Korea has expanded its renewable electricity generation as an effort to transform its economy into a low-carbon one. Korean energy policies—publicized in the 9th Basic Plan for Long-term Electricity Supply and Demand (BPE) (2020) [1], 2050 Carbon neutral strategy (2020) [2], the 8th Basic Plan for Long-term Electricity Supply and Demand (2017) [3], and the 3rd Korea Energy Master Plan (2019) [4]—seek to increase the proportion of renewable electricity generation. The direction of these policies has been to reduce thermal and nuclear power generation and to increase renewable electricity generation for a safe and environmentally friendly energy system.
First mentioned in the 8th BPE, the target for CO2 emissions in the electricity generation sector was 237 million tons in 2030, a reduction of 26.4% compared to the BAU of 322 million tons. The 9th BPE proposed a target of 192.6 million tons of greenhouse gas emissions in 2030, a reduction of 23.6% compared to the previous target of 237 million tons. To achieve the target, the Korean government is considering various measures, including decommissioning aging coal generators and fuel conversion from coal to liquefied natural gas (LNG) generation. Additionally, reflecting the Green New Deal policy (2020) [5], the renewable supply target by 2025 has been raised. Moreover, a generation cap on operating coal power plants was enforced.
In October 2020, President Moon declared that the country would aim to reach carbon neutrality by 2050. In May 2021, Moon declared that a more ambitious target would be announced at the COP26 climate change conference in Glasgow in November 2021 in response to criticism about the country’s lack of ambition in terms of emissions reduction. Finally, the Korean government submitted its update of the first NDC [6]. Figure 1 shows historical GHG emissions, emission target at NDC, and emission trajectory up to 2050 carbon neutrality. The updated target is to reduce total national GHG emissions by 40% from the 2018 level by 2030. In the revised plan, the GHG emissions target in the power generation sector was changed from 192.6 million tons to 149.9 million tons in 2030. To achieve this goal, the government suggested some measures that included reducing oil and coal power generation, expanding renewable energy generation, and introducing ammonia co-firing.
The new NDC reflects the strong will of the government to reduce GHG emission. However, it is a very difficult task because Korea has an industrial structure with a high proportion of manufacturing. Moreover, as the NDC was set assuming linear reduction pathways from 2018 to 2050 net-zero, the time is quite short to achieve the target.
In some previous studies [7,8,9,10,11,12,13], GHG emission mitigation targets and the plans of Korea were reviewed.
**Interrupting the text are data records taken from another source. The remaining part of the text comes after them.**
//! Lifetime value by tenure bucket
//!
//! Each paying member contributes:
//! - realized value: whole months of tenure so far x monthly payment
//! - projected value: monthly payment x expected future years (from the churn curve) x 12
//!
//! Buckets report simple means of both, plus their sum. The "0 Years" bucket is
//! always present so dashboards have a new-member baseline: when nobody currently
//! sits in their first year, it is filled in from the average monthly payment of
//! all paying members and the year-0 churn point.

use std::collections::BTreeMap;

use rayon::prelude::*;
use serde::{Deserialize, Serialize};

use crate::churn::{tenure_table, ChurnCurve, TenureBucket};
use crate::config::LifetimeValueSettings;
use crate::membership::MemberPayment;
use crate::stats::{average, round_to, saturating_count, RangeTable};

/// Aggregated value for one tenure bucket
#[derive(Debug, Clone, PartialEq, Serialize, Deserialize)]
pub struct LifetimeValueBucket {
    /// Axis label, e.g. "3 Years" or "10+ Years"
    pub label: String,

    /// Paying members in the bucket (0 for the synthetic new-member baseline)
    pub member_count: u32,

    /// Mean revenue already collected
    pub average_realized_value: f64,

    /// Mean revenue expected over the remaining tenure
    pub average_projected_value: f64,

    /// Expected remaining tenure in months for this bucket
    pub projected_months: f64,

    /// average_realized_value + average_projected_value
    pub total_value: f64,
}

/// LTV buckets ordered by ascending tenure, terminal bucket last
pub type LifetimeValueTable = BTreeMap<TenureBucket, LifetimeValueBucket>;

/// Realized and projected value for one paying member
#[derive(Debug, Clone, PartialEq)]
pub struct MemberValue<'a> {
    pub bucket: TenureBucket,
    pub monthly_payment: f64,
    pub realized: f64,
    pub projected: f64,
    pub membership_type: Option<&'a str>,
}

/// Projects remaining revenue per tenure bucket from a churn curve
#[derive(Debug, Clone)]
pub struct LifetimeValueProjector {
    settings: LifetimeValueSettings,
    tenure_table: RangeTable<TenureBucket>,
}

impl LifetimeValueProjector {
    pub fn new(settings: LifetimeValueSettings, terminal_start_year: u8) -> Self {
        Self {
            settings,
            tenure_table: tenure_table(terminal_start_year),
        }
    }

    /// Expected future years for a bucket, with the configured fallback
    pub fn expected_future_years(&self, curve: &ChurnCurve, bucket: TenureBucket) -> f64 {
        curve.expected_future_years(bucket).unwrap_or_else(|| {
            log::debug!("No churn point for bucket {}, using fallback", bucket);
            self.settings.fallback_expected_years
        })
    }

    /// Per-member values for qualifying payments, in input order
    pub fn member_values<'a>(&self, payments: &'a [MemberPayment], curve: &ChurnCurve) -> Vec<MemberValue<'a>> {
        payments
            .par_iter()
            .filter_map(|payment| {
                let monthly = payment.qualifying_payment()?;
                let bucket = *self.tenure_table.resolve(payment.tenure_years)?;
                let tenure_months = (payment.tenure_years * 12.0).floor();
                let expected_years = self.expected_future_years(curve, bucket);

                Some(MemberValue {
                    bucket,
                    monthly_payment: monthly,
                    realized: tenure_months * monthly,
                    projected: monthly * expected_years * 12.0,
                    membership_type: payment.membership_type.as_deref(),
                })
            })
            .collect()
    }

    /// Aggregate member values into tenure buckets
    pub fn project(&self, payments: &[MemberPayment], curve: &ChurnCurve) -> LifetimeValueTable {
        let values = self.member_values(payments, curve);

        let mut grouped: BTreeMap<TenureBucket, Vec<&MemberValue>> = BTreeMap::new();
        for value in &values {
            grouped.entry(value.bucket).or_default().push(value);
        }

        let mut table: LifetimeValueTable = grouped
            .into_iter()
            .map(|(bucket, members)| {
                let realized: Vec<f64> = members.iter().map(|m| m.realized).collect();
                let projected: Vec<f64> = members.iter().map(|m| m.projected).collect();
                let entry = self.bucket_entry(
                    curve,
                    bucket,
                    saturating_count(members.len()),
                    average(&realized).unwrap_or(0.0),
                    average(&projected).unwrap_or(0.0),
                );
                (bucket, entry)
            })
            .collect();

        let new_member = TenureBucket::Year(0);
        if !table.contains_key(&new_member) {
            let payments: Vec<f64> = values.iter().map(|v| v.monthly_payment).collect();
            let average_payment = average(&payments).unwrap_or(0.0);
            let projected = average_payment * self.expected_future_years(curve, new_member) * 12.0;
            table.insert(new_member, self.bucket_entry(curve, new_member, 0, 0.0, projected));
        }

        log::debug!(
            "Projected lifetime value for {} paying members across {} buckets",
            values.len(),
            table.len()
        );

        table
    }

    fn bucket_entry(
        &self,
        curve: &ChurnCurve,
        bucket: TenureBucket,
        member_count: u32,
        realized: f64,
        projected: f64,
    ) -> LifetimeValueBucket {
        LifetimeValueBucket {
            label: bucket.label(),
            member_count,
            average_realized_value: round_to(realized, 2),
            average_projected_value: round_to(projected, 2),
            projected_months: round_to(self.expected_future_years(curve, bucket) * 12.0, 2),
            total_value: round_to(realized + projected, 2),
        }
    }
}

#[cfg(test)]
mod tests {
    use super::*;
    use crate::churn::ChurnCurveEstimator;
    use crate::churn::TenureCounts;
    use crate::config::ChurnCurveSettings;
    use approx::assert_relative_eq;

    /// Curve where year 0 expects 2.5 years and every other bucket the floor cap
    fn curve() -> ChurnCurve {
        let mut counts = TenureCounts::new(15);
        counts.entered[0] = 100;
        counts.churned[0] = 40;
        for y in 1..=15 {
            counts.entered[y] = 100;
        }
        ChurnCurveEstimator::new(ChurnCurveSettings::default()).curve_from_counts(&counts)
    }

    fn projector() -> LifetimeValueProjector {
        LifetimeValueProjector::new(LifetimeValueSettings::default(), 10)
    }

    #[test]
    fn test_bucket_means() {
        let payments = vec![
            MemberPayment::new(1, 3.5, Some(50.0)),
            MemberPayment::new(2, 3.1, Some(30.0)),
            MemberPayment::new(3, 0.5, Some(40.0)),
        ];
        let table = projector().project(&payments, &curve());

        let year3 = &table[&TenureBucket::Year(3)];
        assert_eq!(year3.member_count, 2);
        assert_eq!(year3.label, "3 Years");
        // 42 months x 50 and 37 months x 30
        assert_relative_eq!(year3.average_realized_value, (2100.0 + 1110.0) / 2.0);

        let expected_years = curve().expected_future_years(TenureBucket::Year(3)).unwrap();
        assert_relative_eq!(
            year3.average_projected_value,
            round_to(40.0 * expected_years * 12.0, 2),
            epsilon = 1e-9
        );
        assert_relative_eq!(
            year3.total_value,
            round_to(1605.0 + 40.0 * expected_years * 12.0, 2),
            epsilon = 1e-9
        );

        let year0 = &table[&TenureBucket::Year(0)];
        assert_eq!(year0.member_count, 1);
        // 6 months x 40, then 40 x 2.5 years x 12
        assert_relative_eq!(year0.average_realized_value, 240.0);
        assert_relative_eq!(year0.average_projected_value, 1200.0);
        assert_relative_eq!(year0.projected_months, 30.0);
    }

    #[test]
    fn test_synthetic_new_member_bucket() {
        let payments = vec![
            MemberPayment::new(1, 4.2, Some(60.0)),
            MemberPayment::new(2, 6.0, Some(20.0)),
        ];
        let table = projector().project(&payments, &curve());

        let year0 = &table[&TenureBucket::Year(0)];
        assert_eq!(year0.member_count, 0);
        assert_eq!(year0.label, "0 Years");
        assert_eq!(year0.average_realized_value, 0.0);
        // Average payment 40 x 2.5 years x 12
        assert_relative_eq!(year0.average_projected_value, 1200.0);
        assert_relative_eq!(year0.total_value, 1200.0);
    }

    #[test]
    fn test_new_member_bucket_without_payments() {
        let table = projector().project(&[], &curve());
        assert_eq!(table.len(), 1);
        assert_eq!(table[&TenureBucket::Year(0)].total_value, 0.0);
    }

    #[test]
    fn test_non_positive_payments_excluded() {
        let payments = vec![
            MemberPayment::new(1, 2.0, Some(0.0)),
            MemberPayment::new(2, 2.0, Some(-10.0)),
            MemberPayment::new(3, 2.0, None),
        ];
        let table = projector().project(&payments, &curve());
        assert!(!table.contains_key(&TenureBucket::Year(2)));
    }

    #[test]
    fn test_long_tenure_in_terminal_bucket() {
        let payments = vec![MemberPayment::new(1, 11.4, Some(25.0))];
        let table = projector().project(&payments, &curve());

        assert!(!table.contains_key(&TenureBucket::Year(9)));
        let terminal = &table[&TenureBucket::Terminal(10)];
        assert_eq!(terminal.label, "10+ Years");
        assert_eq!(terminal.member_count, 1);
        // floor(11.4 x 12) = 136 months
        assert_relative_eq!(terminal.average_realized_value, 136.0 * 25.0);
        // Terminal bucket is last in iteration order
        assert_eq!(table.keys().last(), Some(&TenureBucket::Terminal(10)));
    }

    #[test]
    fn test_missing_curve_point_uses_fallback() {
        let payments = vec![MemberPayment::new(1, 1.5, Some(100.0))];
        let table = projector().project(&payments, &ChurnCurve::default());

        let year1 = &table[&TenureBucket::Year(1)];
        // 100 x 0.5 years x 12
        assert_relative_eq!(year1.average_projected_value, 600.0);
        assert_relative_eq!(year1.projected_months, 6.0);
    }
}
However, most of them focused on mid- and long-term views, using top-down approaches that consider the energy, industry, building, transportation, agriculture, livestock farming and fisheries, and waste sectors to review the nation’s total GHG emissions. Additionally, they did not focus on the electricity sector and did not reflect the latest policies.
The GHG reduction target in the electricity sector of the government’s plan would need to be quite aggressive, so it is essential to research whether it can be achieved in the short term. Thus, from this point of view, our article organizes several scenarios on energy mix and forecasted load demand considering the government’s latest plans to evaluate the potential GHG emission reduction in the electricity sector and analyzes scenarios to discover whether the GHG reduction target of the electricity sector will be achievable in the short to mid-term by using deterministic production simulations. The simulations were run in the PLEXOS [14], a commercial model developed by Energy Exemplar for electricity market simulation. It is not open source; however, it has been used for a wide range of analyses [15,16,17,18,19,20,21,22] by utilities and researchers alike. This study tried to derive policy implications for supply and demand and generation mix. In addition, we reviewed the feasibility of Korean GHG emission target and suggested several alternatives for achieving the GHG emissions target.
The rest of this paper is organized as follows. Section 2 explains the simulation model, the methodology and the database structuring, which are used to evaluate GHG emissions. Additionally, we build several scenarios considering electricity demand, power plant construction plan, and the level of renewable penetration. Section 3 evaluates CO2 projections, generation mix, and total costs by scenarios. Conclusions and suggestions are discussed in Section 4.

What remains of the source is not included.